Getting Paid to Play Sick at School
A look inside the world of "standardized patients" and the role they play in training health care providers
21 February 2012
Ted Bell, a medical actor, talks with a health care professional.
This is the VOA Special English Health Report.
Some people act sick to get out of work. Others act sick to get work. For medical actors like Ted Bell, the stage is an examination room with a future doctor, nurse or other health care professional.
TED BELL: "I start getting a cramping type pain right here."
EMILY TYRRELL: "And how long do they last for when they occur?"
Mr. Bell is playing a fifty-five-year-old patient with stomach pains that began three months ago.
TED BELL: "I’m a teacher. And several times its happened at school."

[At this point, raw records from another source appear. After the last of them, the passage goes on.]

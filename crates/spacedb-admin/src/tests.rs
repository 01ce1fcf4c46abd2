//! Router tests driven through `tower::ServiceExt::oneshot` against an
//! in-memory SQLite store.

use std::sync::Arc;

use axum::{
  Router,
  body::{Body, to_bytes},
  http::{Request, StatusCode, header},
};
use chrono::NaiveDate;
use spacedb_core::clock::FixedClock;
use spacedb_store_sqlite::SqliteStore;
use tower::ServiceExt as _;

use crate::{AppState, ServerConfig, app, router};

async fn state() -> AppState<SqliteStore> {
  AppState {
    store:  Arc::new(SqliteStore::open_in_memory().await.unwrap()),
    config: Arc::new(ServerConfig { base_path: "/db".into(), ..Default::default() }),
  }
}

async fn send(app: Router, req: Request<Body>) -> (StatusCode, header::HeaderMap, String) {
  let response = app.oneshot(req).await.unwrap();
  let status = response.status();
  let headers = response.headers().clone();
  let bytes = to_bytes(response.into_body(), usize::MAX).await.unwrap();
  (status, headers, String::from_utf8(bytes.to_vec()).unwrap())
}

async fn get(state: &AppState<SqliteStore>, uri: &str) -> (StatusCode, String) {
  let (status, _, body) =
    send(router(state.clone()), Request::get(uri).body(Body::empty()).unwrap()).await;
  (status, body)
}

async fn post(
  state: &AppState<SqliteStore>,
  action: &str,
  form: &str,
) -> (StatusCode, header::HeaderMap, String) {
  let req = Request::post(format!("/?action={action}"))
    .header(header::CONTENT_TYPE, "application/x-www-form-urlencoded")
    .body(Body::from(form.to_owned()))
    .unwrap();
  send(router(state.clone()), req).await
}

/// Onboards one member through the form. On a fresh store they get id 1.
async fn add_ada(state: &AppState<SqliteStore>, pin: &str) {
  let form = format!(
    "name=ada&fullname=Ada+Lovelace&email=ada%40example.org&paymentref=SO1&card_id=A1B2C3D4&pin={pin}"
  );
  let (status, _, body) = post(state, "addmember", &form).await;
  assert_eq!(status, StatusCode::OK, "{body}");
}

// ─── Navigation ──────────────────────────────────────────────────────────────

#[tokio::test]
async fn home_links_under_base_path() {
  let s = state().await;
  let (status, body) = get(&s, "/").await;
  assert_eq!(status, StatusCode::OK);
  assert!(body.contains(r#"href="/db/?action=members""#), "{body}");
  assert!(body.contains(r#"href="/db/?action=doorkeys""#));
}

#[tokio::test]
async fn unknown_action_is_plain_ok() {
  let s = state().await;
  let (status, body) = get(&s, "/?action=frobnicate").await;
  assert_eq!(status, StatusCode::OK);
  assert_eq!(body, "Unknown action");

  // Known action, wrong method.
  let (status, _, body) = post(&s, "members", "").await;
  assert_eq!(status, StatusCode::OK);
  assert_eq!(body, "Unknown action");
}

// ─── Onboarding ──────────────────────────────────────────────────────────────

#[tokio::test]
async fn onboarded_member_appears_in_list_and_profile() {
  let s = state().await;
  add_ada(&s, "1357").await;

  let (_, list) = get(&s, "/?action=members").await;
  assert!(list.contains("Ada Lovelace"), "{list}");
  assert!(list.contains(r#"href="/db/?action=viewmember&amp;id=1""#));

  let (status, profile) = get(&s, "/?action=viewmember&id=1").await;
  assert_eq!(status, StatusCode::OK);
  assert!(profile.contains("<h1>Ada Lovelace</h1>"));
  assert!(profile.contains("A1B2C3D4"));
  assert!(profile.contains("Revoke keyholder status"));
  assert!(!profile.contains("No PIN set"));
  assert!(!profile.contains("1357"), "PIN leaked into profile");
}

#[tokio::test]
async fn provisional_member_has_no_pin_and_no_access() {
  let s = state().await;
  add_ada(&s, "").await;

  let (_, profile) = get(&s, "/?action=viewmember&id=1").await;
  assert!(profile.contains("No PIN set"), "{profile}");
  assert!(profile.contains("Make keyholder"));
}

#[tokio::test]
async fn missing_field_is_a_bad_request() {
  let s = state().await;
  let (status, _, body) = post(&s, "addmember", "name=ada").await;
  assert_eq!(status, StatusCode::BAD_REQUEST);
  assert!(body.contains("missing required field `fullname`"), "{body}");
}

#[tokio::test]
async fn issued_card_is_a_conflict() {
  let s = state().await;
  add_ada(&s, "1357").await;

  let form = "name=eve&fullname=Eve&email=eve%40example.org&paymentref=SO9&card_id=a1b2c3d4&pin=";
  let (status, _, body) = post(&s, "addmember", form).await;
  assert_eq!(status, StatusCode::CONFLICT);
  assert!(body.contains("card A1B2C3D4 is already issued"), "{body}");

  let (status, _) = get(&s, "/?action=viewmember&id=2").await;
  assert_eq!(status, StatusCode::NOT_FOUND);
}

#[tokio::test]
async fn profile_lists_the_card_as_a_device() {
  let s = state().await;
  add_ada(&s, "1357").await;

  let (status, profile) = get(&s, "/?action=viewmember&id=1").await;
  assert_eq!(status, StatusCode::OK);
  assert!(profile.contains("<td>A1B2C3D4</td><td>RFID</td><td>rfid-gateway</td>"), "{profile}");
}

#[tokio::test]
async fn invalid_pin_is_rejected_before_anything_is_written() {
  let s = state().await;
  let form = "name=ada&fullname=Ada&email=a%40b.c&paymentref=X&card_id=A1&pin=1123";
  let (status, _, _) = post(&s, "addmember", form).await;
  assert_eq!(status, StatusCode::BAD_REQUEST);

  let (status, _) = get(&s, "/?action=viewmember&id=1").await;
  assert_eq!(status, StatusCode::NOT_FOUND);
}

// ─── Profile and door access ─────────────────────────────────────────────────

#[tokio::test]
async fn unknown_member_is_not_found() {
  let s = state().await;
  let (status, body) = get(&s, "/?action=viewmember&id=42").await;
  assert_eq!(status, StatusCode::NOT_FOUND);
  assert!(body.contains("member 42 not found"), "{body}");

  let (status, _) = get(&s, "/?action=viewmember&id=abc").await;
  assert_eq!(status, StatusCode::BAD_REQUEST);
}

#[tokio::test]
async fn keyholder_toggle_reports_each_outcome() {
  let s = state().await;
  add_ada(&s, "1357").await;

  let (status, _, body) = post(&s, "keyholder", "id=1&access=NO").await;
  assert_eq!(status, StatusCode::OK, "{body}");
  assert!(body.contains("door access is now NO"));

  let (status, _, body) = post(&s, "keyholder", "id=1&access=NO").await;
  assert_eq!(status, StatusCode::CONFLICT);
  assert!(body.contains("Back to profile"), "{body}");

  let (status, _, _) = post(&s, "keyholder", "id=9&access=BOTH").await;
  assert_eq!(status, StatusCode::NOT_FOUND);

  let (status, _, _) = post(&s, "keyholder", "id=1&access=MAYBE").await;
  assert_eq!(status, StatusCode::BAD_REQUEST);
}

// ─── PIN changes ─────────────────────────────────────────────────────────────

#[tokio::test]
async fn change_pin_form_carries_card_and_user() {
  let s = state().await;
  let (status, body) = get(&s, "/?action=changepin&card_id=A1B2C3D4&user_id=1").await;
  assert_eq!(status, StatusCode::OK);
  assert!(body.contains(r#"name="card_id" value="A1B2C3D4""#), "{body}");
  assert!(body.contains(r#"name="user_id" value="1""#));

  let (status, _) = get(&s, "/?action=changepin&user_id=1").await;
  assert_eq!(status, StatusCode::BAD_REQUEST);
}

#[tokio::test]
async fn change_pin_updates_the_card() {
  let s = state().await;
  add_ada(&s, "").await;

  let (status, _, body) = post(&s, "changepin", "pin=2468&card_id=A1B2C3D4&user_id=1").await;
  assert_eq!(status, StatusCode::OK, "{body}");
  assert!(body.contains("PIN changed successfully"));

  let (_, profile) = get(&s, "/?action=viewmember&id=1").await;
  assert!(!profile.contains("No PIN set"));

  let (status, _, _) = post(&s, "changepin", "pin=2468&card_id=A1B2C3D4&user_id=1").await;
  assert_eq!(status, StatusCode::CONFLICT);

  let (status, _, _) = post(&s, "changepin", "pin=2468&card_id=FFFF&user_id=1").await;
  assert_eq!(status, StatusCode::NOT_FOUND);
}

// ─── Devices ─────────────────────────────────────────────────────────────────

#[tokio::test]
async fn saving_a_device_redirects_to_the_profile() {
  let s = state().await;
  add_ada(&s, "1357").await;

  let form = "mac=AA%3ABB%3ACC%3ADD%3AEE%3AFF&description=Phone&owner=1";
  let (status, headers, _) = post(&s, "savedevice", form).await;
  assert_eq!(status, StatusCode::SEE_OTHER);
  assert_eq!(
    headers.get(header::LOCATION).unwrap(),
    "/db/?action=viewmember&id=1&success=1"
  );

  let (_, profile) = get(&s, "/?action=viewmember&id=1&success=1").await;
  assert!(profile.contains("Success!"), "{profile}");
  assert!(profile.contains("AA:BB:CC:DD:EE:FF"));
  assert!(profile.contains("Phone"));

  let (status, _, body) = post(&s, "savedevice", form).await;
  assert_eq!(status, StatusCode::CONFLICT);
  assert!(body.contains("already registered"), "{body}");
}

#[tokio::test]
async fn device_for_unknown_owner_is_not_found() {
  let s = state().await;
  let form = "mac=AA%3ABB%3ACC%3ADD%3AEE%3AFF&description=Phone&owner=7";
  let (status, _, _) = post(&s, "savedevice", form).await;
  assert_eq!(status, StatusCode::NOT_FOUND);

  let form = "mac=not-a-mac&description=Phone&owner=7";
  let (status, _, _) = post(&s, "savedevice", form).await;
  assert_eq!(status, StatusCode::BAD_REQUEST);
}

// ─── Door keys ───────────────────────────────────────────────────────────────

#[tokio::test]
async fn door_keys_list_cards_with_pins_only() {
  let s = state().await;
  add_ada(&s, "1357").await;
  let form = "name=bob&fullname=Bob&email=bob%40example.org&paymentref=SO2&card_id=B0B0&pin=";
  post(&s, "addmember", form).await;

  let (status, body) = get(&s, "/?action=doorkeys").await;
  assert_eq!(status, StatusCode::OK);
  assert!(body.contains("A1B2C3D4"), "{body}");
  assert!(!body.contains("B0B0"));
  assert!(!body.contains("1357"), "PIN leaked into door keys");
}

// ─── Status document ─────────────────────────────────────────────────────────

#[tokio::test]
async fn app_serves_status_alongside_admin_pages() {
  let s = state().await;
  s.store.set_space_open(true).await.unwrap();
  let clock = FixedClock(NaiveDate::from_ymd_opt(2024, 1, 3).unwrap().and_hms_opt(12, 0, 0).unwrap());

  let (status, headers, body) = send(
    app(s.clone(), clock),
    Request::get("/status.json").body(Body::empty()).unwrap(),
  )
  .await;
  assert_eq!(status, StatusCode::OK);
  assert_eq!(headers.get(header::CONTENT_TYPE).unwrap(), "application/json");
  let doc: serde_json::Value = serde_json::from_str(&body).unwrap();
  assert_eq!(doc["sensors"]["people_now_present"]["value"], 0);

  let (status, _, _) =
    send(app(s, clock), Request::get("/").body(Body::empty()).unwrap()).await;
  assert_eq!(status, StatusCode::OK);
}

Ted Bell is just playing a teacher. But in a way he really does teach. He helps students like Emily Tyrrell at the University of Maryland School of Nursing learn to work with patients.
In real life, Mr. Bell is a retired civil engineer. He now works as what is known as a "standardized patient." He stays busy working at local medical schools.
TED BELL: "And it has developed into a great part time, or retirement job actually, for me, and I go to all six schools in this region, Baltimore-Washington area."
About seven hundred standardized patients work in the area. Pay starts at seventeen dollars an hour. It can go as high as thirty-five dollars an hour depending on the project.